### Work order
Among the records below, find each line that includes the string "position" and copy it.

### Entries supplied

-- Opening Marker --

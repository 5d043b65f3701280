pub mod webhook_handler;
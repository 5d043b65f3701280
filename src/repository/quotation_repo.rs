use crate::model::quotation::{LineItem, Milestone, Quotation};
use crate::repository::record_repo::{
    delete_rows_matching, RecordRepository, SheetRecordRepository, UpsertOutcome,
};
use crate::repository::repository_error::{RepositoryError, RepositoryResult};
use crate::repository::sheet_schema::{LINE_ITEMS, MILESTONES, QUOTATIONS, QUOTE_KEY_COLUMN};
use crate::repository::sheet_store::{ensure_sheet, Row, SheetSpec, SheetStore};
use crate::util::coerce::cell_key;
use async_trait::async_trait;
use serde::Serialize;
use std::collections::HashMap;
use std::sync::Arc;
use tracing::{error, info, warn};

/// Rows removed from each table by a cascade delete.
#[derive(Debug, Clone, Copy, Default, PartialEq, Eq, Serialize)]
pub struct CascadeDeleteResult {
    pub quote: usize,
    pub items: usize,
    pub milestones: usize,
}

impl CascadeDeleteResult {
    pub fn total(&self) -> usize {
        self.quote + self.items + self.milestones
    }
}

#[async_trait]
pub trait QuotationRepository: Send + Sync {
    /// Quotations with their line items and milestones, in row order.
    async fn list(&self) -> RepositoryResult<Vec<Quotation>>;
    /// Upsert the quotation row and replace its dependent rows.
    async fn save(&self, quotation: Quotation) -> RepositoryResult<UpsertOutcome>;
    /// Remove the quotation and every line item and milestone keyed by `id`.
    async fn delete_cascade(&self, id: &str) -> RepositoryResult<CascadeDeleteResult>;
}

pub struct SheetQuotationRepository {
    store: Arc<dyn SheetStore>,
    quotes: SheetRecordRepository<Quotation>,
}

impl SheetQuotationRepository {
    pub fn new(store: Arc<dyn SheetStore>) -> Self {
        let quotes = SheetRecordRepository::new(store.clone());
        Self { store, quotes }
    }

    async fn rows_by_quote(&self, spec: &SheetSpec) -> RepositoryResult<HashMap<String, Vec<Row>>> {
        let mut grouped: HashMap<String, Vec<Row>> = HashMap::new();
        let rows = self.store.read_rows(spec.name, spec.width()).await?.unwrap_or_default();
        for row in rows {
            let key = row.get(QUOTE_KEY_COLUMN).map(cell_key).unwrap_or_default();
            if !key.is_empty() {
                grouped.entry(key).or_default().push(row);
            }
        }
        Ok(grouped)
    }

    async fn replace_children(&self, spec: &SheetSpec, id: &str, rows: Vec<Row>) -> RepositoryResult<()> {
        let removed = delete_rows_matching(self.store.as_ref(), spec, QUOTE_KEY_COLUMN, id).await?;
        if rows.is_empty() {
            info!(sheet = spec.name, removed, "Cleared dependent rows");
            return Ok(());
        }
        ensure_sheet(self.store.as_ref(), spec).await?;
        let added = rows.len();
        for row in rows {
            self.store.append_row(spec.name, row).await?;
        }
        info!(sheet = spec.name, removed, added, "Replaced dependent rows");
        Ok(())
    }
}

#[async_trait]
impl QuotationRepository for SheetQuotationRepository {
    #[tracing::instrument(skip(self))]
    async fn list(&self) -> RepositoryResult<Vec<Quotation>> {
        let mut quotations = self.quotes.list_all().await?;
        let mut items = self.rows_by_quote(&LINE_ITEMS).await?;
        let mut milestones = self.rows_by_quote(&MILESTONES).await?;

        for quotation in quotations.iter_mut() {
            quotation.items = items
                .remove(&quotation.id)
                .unwrap_or_default()
                .iter()
                .enumerate()
                .map(|(position, row)| LineItem::from_row(row, position))
                .collect();
            quotation.milestones = milestones
                .remove(&quotation.id)
                .unwrap_or_default()
                .iter()
                .enumerate()
                .map(|(position, row)| Milestone::from_row(row, position))
                .collect();
        }
        if !items.is_empty() || !milestones.is_empty() {
            warn!(
                orphan_items = items.len(),
                orphan_milestones = milestones.len(),
                "Dependent rows reference unknown quotations"
            );
        }
        info!(count = quotations.len(), "Listed quotations");
        Ok(quotations)
    }

    #[tracing::instrument(skip(self, quotation), fields(id = %quotation.id))]
    async fn save(&self, quotation: Quotation) -> RepositoryResult<UpsertOutcome> {
        quotation.validate_items()?;
        let id = quotation.id.trim().to_string();
        let number = quotation.quote_number.trim().to_string();

        if !id.is_empty() && !number.is_empty() {
            let existing = self.quotes.list_all().await?;
            if let Some(other) = existing.iter().find(|q| q.quote_number == number && q.id != id) {
                error!(quote_number = %number, other_id = %other.id, "Quote number already in use");
                return Err(RepositoryError::already_exists(format!(
                    "Quote number {} is already used by quotation {}",
                    number, other.id
                )));
            }
        }

        let item_rows: Vec<Row> = quotation.items.iter().map(|item| item.to_row(&id)).collect();
        let milestone_rows: Vec<Row> = quotation.milestones.iter().map(|m| m.to_row(&id)).collect();

        let outcome = self.quotes.upsert(quotation).await?;
        self.replace_children(&LINE_ITEMS, &outcome.id, item_rows).await?;
        self.replace_children(&MILESTONES, &outcome.id, milestone_rows).await?;
        info!(action = ?outcome.action, "Quotation saved");
        Ok(outcome)
    }

    #[tracing::instrument(skip(self))]
    async fn delete_cascade(&self, id: &str) -> RepositoryResult<CascadeDeleteResult> {
        let target = id.trim();
        if target.is_empty() {
            return Err(RepositoryError::missing_field("id"));
        }
        let store = self.store.as_ref();
        let result = CascadeDeleteResult {
            quote: delete_rows_matching(store, &QUOTATIONS, QUOTE_KEY_COLUMN, target).await?,
            items: delete_rows_matching(store, &LINE_ITEMS, QUOTE_KEY_COLUMN, target).await?,
            milestones: delete_rows_matching(store, &MILESTONES, QUOTE_KEY_COLUMN, target).await?,
        };
        info!(
            target_id = %target,
            quote = result.quote,
            items = result.items,
            milestones = result.milestones,
            "Cascade delete finished"
        );
        Ok(result)
    }
}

-- Closing Marker --

### Expected output
                .map(|(position, row)| LineItem::from_row(row, position))
                .map(|(position, row)| Milestone::from_row(row, position))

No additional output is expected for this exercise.